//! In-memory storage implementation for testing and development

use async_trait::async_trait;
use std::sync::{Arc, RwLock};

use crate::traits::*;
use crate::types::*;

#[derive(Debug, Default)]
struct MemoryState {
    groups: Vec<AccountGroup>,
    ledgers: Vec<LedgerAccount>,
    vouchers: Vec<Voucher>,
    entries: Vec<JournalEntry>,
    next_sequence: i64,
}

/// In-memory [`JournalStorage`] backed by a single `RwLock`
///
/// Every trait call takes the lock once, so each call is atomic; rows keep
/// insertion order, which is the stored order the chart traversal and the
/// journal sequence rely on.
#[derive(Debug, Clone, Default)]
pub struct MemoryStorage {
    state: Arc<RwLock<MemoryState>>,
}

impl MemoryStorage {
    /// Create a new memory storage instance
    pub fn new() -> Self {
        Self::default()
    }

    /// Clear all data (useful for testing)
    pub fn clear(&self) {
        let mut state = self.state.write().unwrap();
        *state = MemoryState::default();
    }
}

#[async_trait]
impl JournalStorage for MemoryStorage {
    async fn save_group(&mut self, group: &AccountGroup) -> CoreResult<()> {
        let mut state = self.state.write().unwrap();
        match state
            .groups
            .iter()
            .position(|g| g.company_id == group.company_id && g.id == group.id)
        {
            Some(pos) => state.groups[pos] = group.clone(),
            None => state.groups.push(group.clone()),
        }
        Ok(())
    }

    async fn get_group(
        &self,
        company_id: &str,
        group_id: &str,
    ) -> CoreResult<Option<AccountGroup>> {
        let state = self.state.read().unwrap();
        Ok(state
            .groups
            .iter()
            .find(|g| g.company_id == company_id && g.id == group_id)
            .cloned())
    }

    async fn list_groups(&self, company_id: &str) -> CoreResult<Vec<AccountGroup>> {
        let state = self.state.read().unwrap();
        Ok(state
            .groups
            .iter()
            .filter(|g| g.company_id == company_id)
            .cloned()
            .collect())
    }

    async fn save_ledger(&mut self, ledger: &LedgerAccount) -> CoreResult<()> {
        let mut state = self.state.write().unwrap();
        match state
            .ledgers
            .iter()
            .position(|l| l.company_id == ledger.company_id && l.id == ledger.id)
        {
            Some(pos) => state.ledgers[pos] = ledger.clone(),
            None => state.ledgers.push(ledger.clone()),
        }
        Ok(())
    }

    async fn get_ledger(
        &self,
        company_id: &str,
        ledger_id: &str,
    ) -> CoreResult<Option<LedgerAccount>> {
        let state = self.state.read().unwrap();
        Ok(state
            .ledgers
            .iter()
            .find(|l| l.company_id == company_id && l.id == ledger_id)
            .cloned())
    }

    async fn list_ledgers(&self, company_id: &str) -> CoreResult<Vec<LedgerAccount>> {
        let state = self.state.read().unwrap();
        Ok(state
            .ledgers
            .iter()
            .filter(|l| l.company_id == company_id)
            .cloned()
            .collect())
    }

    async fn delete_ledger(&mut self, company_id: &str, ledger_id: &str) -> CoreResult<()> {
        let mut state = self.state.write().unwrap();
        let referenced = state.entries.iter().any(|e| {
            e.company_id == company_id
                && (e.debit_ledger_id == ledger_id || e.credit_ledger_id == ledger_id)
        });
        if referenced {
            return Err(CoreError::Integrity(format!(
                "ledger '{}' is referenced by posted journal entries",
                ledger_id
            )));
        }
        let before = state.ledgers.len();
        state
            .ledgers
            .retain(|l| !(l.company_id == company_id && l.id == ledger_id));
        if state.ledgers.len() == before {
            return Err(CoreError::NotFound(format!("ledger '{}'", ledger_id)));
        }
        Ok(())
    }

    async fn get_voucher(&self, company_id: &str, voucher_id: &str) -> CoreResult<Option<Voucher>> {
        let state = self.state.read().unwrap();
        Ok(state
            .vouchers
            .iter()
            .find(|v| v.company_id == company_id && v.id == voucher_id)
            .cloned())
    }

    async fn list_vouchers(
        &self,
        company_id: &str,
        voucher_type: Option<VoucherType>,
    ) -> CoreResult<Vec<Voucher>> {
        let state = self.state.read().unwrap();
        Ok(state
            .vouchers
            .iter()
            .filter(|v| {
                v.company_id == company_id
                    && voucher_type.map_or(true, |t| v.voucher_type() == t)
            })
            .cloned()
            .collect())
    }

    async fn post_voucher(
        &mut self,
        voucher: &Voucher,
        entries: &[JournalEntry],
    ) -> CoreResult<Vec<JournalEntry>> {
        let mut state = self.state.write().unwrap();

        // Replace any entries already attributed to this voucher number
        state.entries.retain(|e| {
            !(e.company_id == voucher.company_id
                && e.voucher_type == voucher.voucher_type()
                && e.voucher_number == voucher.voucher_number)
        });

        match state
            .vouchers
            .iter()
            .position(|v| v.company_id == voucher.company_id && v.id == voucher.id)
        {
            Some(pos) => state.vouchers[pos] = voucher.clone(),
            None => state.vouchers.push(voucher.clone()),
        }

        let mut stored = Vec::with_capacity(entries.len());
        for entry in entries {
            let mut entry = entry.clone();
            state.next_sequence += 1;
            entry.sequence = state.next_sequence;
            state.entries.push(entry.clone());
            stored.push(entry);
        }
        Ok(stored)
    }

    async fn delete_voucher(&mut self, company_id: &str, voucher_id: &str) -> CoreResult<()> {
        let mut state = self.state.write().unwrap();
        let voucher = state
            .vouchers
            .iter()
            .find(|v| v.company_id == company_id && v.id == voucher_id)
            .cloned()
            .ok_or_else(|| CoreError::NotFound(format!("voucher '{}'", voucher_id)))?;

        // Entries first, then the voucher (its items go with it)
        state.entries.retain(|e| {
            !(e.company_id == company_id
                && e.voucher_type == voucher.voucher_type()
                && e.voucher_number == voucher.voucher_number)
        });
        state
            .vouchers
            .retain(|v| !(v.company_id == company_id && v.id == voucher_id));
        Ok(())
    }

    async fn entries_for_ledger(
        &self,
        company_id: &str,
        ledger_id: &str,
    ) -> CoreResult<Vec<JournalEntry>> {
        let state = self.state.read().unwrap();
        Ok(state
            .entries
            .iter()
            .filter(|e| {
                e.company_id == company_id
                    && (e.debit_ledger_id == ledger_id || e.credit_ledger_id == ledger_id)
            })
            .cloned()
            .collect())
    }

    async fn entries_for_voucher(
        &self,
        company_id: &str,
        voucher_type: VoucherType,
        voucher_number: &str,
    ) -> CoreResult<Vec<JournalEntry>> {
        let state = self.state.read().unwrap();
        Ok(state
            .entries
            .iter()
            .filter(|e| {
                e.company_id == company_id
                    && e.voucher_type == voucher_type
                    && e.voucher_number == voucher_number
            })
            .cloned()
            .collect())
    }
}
───
Where a line above contains the word "CoreError", copy that line.

Task output =>
            return Err(CoreError::Integrity(format!(
            return Err(CoreError::NotFound(format!("ledger '{}'", ledger_id)));
            .ok_or_else(|| CoreError::NotFound(format!("voucher '{}'", voucher_id)))?;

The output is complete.